▸ Directions: Where does the word "push" show up in the data? Please find each such line and copy it.

::::::::

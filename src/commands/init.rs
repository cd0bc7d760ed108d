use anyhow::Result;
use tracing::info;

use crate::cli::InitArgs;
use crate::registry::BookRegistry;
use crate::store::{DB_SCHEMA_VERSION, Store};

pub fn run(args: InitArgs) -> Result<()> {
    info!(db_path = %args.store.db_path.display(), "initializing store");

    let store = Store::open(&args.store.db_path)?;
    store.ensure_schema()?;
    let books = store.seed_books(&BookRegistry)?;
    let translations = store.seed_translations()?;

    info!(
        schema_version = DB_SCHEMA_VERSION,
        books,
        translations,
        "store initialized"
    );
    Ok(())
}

::::::::

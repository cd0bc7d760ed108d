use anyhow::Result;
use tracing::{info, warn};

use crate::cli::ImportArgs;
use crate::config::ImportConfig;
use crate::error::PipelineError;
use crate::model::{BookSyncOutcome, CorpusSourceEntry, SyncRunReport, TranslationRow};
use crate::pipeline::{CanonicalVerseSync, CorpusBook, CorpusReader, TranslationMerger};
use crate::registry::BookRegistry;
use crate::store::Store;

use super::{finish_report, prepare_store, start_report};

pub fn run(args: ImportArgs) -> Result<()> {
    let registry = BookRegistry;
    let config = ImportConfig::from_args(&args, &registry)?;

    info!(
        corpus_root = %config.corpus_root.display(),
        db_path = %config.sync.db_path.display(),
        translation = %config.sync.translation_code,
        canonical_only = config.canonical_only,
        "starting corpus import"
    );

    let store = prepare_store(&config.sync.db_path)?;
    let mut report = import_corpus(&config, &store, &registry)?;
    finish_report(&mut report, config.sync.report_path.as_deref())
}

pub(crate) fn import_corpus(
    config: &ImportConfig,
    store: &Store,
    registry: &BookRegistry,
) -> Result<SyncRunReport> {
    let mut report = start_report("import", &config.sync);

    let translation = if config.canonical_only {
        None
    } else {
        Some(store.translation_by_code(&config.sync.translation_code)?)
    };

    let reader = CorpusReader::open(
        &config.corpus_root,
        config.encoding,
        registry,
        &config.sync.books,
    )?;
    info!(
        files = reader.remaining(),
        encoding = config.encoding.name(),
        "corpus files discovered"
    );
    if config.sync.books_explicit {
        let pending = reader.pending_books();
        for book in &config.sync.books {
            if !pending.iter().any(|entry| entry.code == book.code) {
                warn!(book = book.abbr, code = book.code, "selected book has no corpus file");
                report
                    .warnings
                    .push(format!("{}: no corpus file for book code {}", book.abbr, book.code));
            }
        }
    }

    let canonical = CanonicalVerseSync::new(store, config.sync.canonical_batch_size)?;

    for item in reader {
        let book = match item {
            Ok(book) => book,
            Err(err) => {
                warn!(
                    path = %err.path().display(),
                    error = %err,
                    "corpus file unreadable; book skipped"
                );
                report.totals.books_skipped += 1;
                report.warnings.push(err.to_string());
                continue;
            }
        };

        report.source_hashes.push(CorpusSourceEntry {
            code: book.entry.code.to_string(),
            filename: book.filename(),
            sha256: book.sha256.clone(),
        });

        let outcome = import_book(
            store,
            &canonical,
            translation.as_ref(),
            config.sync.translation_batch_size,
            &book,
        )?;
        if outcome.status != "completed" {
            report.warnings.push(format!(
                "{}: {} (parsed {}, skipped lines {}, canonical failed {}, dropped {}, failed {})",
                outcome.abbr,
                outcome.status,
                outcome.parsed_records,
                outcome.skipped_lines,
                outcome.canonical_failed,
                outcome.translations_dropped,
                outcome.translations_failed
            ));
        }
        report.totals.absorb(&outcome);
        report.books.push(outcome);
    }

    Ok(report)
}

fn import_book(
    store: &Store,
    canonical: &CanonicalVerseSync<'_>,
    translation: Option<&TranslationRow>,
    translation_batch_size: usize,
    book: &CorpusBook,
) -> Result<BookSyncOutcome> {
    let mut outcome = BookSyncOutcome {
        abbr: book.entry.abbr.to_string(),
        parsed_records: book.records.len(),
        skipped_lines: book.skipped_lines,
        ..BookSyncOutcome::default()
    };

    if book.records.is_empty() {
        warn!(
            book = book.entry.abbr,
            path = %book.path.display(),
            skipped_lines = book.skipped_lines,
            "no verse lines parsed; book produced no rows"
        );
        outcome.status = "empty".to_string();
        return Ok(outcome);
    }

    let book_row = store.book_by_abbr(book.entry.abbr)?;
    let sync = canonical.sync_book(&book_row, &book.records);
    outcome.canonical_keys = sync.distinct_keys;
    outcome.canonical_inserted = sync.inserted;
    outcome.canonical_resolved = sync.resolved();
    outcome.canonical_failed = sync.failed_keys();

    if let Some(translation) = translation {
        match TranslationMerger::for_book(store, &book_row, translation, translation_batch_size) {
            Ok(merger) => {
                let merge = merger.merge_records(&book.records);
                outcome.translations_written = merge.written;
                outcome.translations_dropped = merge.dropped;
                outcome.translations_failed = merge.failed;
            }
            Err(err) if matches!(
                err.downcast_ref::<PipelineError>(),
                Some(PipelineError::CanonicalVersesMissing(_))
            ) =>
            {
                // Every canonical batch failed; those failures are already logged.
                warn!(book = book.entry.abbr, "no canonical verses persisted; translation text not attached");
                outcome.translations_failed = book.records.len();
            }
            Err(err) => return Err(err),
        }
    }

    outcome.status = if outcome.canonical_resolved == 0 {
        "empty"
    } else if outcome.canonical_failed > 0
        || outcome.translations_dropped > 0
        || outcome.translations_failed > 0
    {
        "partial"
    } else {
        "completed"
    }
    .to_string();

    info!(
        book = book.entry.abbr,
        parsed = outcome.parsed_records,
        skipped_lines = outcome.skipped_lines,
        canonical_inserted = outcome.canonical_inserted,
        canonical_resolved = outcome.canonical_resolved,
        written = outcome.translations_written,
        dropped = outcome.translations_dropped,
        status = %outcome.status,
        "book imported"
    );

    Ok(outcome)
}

::::::::

▸ Your solution:
                    .push(format!("{}: no corpus file for book code {}", book.abbr, book.code));
                report.warnings.push(err.to_string());
        report.source_hashes.push(CorpusSourceEntry {
            report.warnings.push(format!(
        report.books.push(outcome);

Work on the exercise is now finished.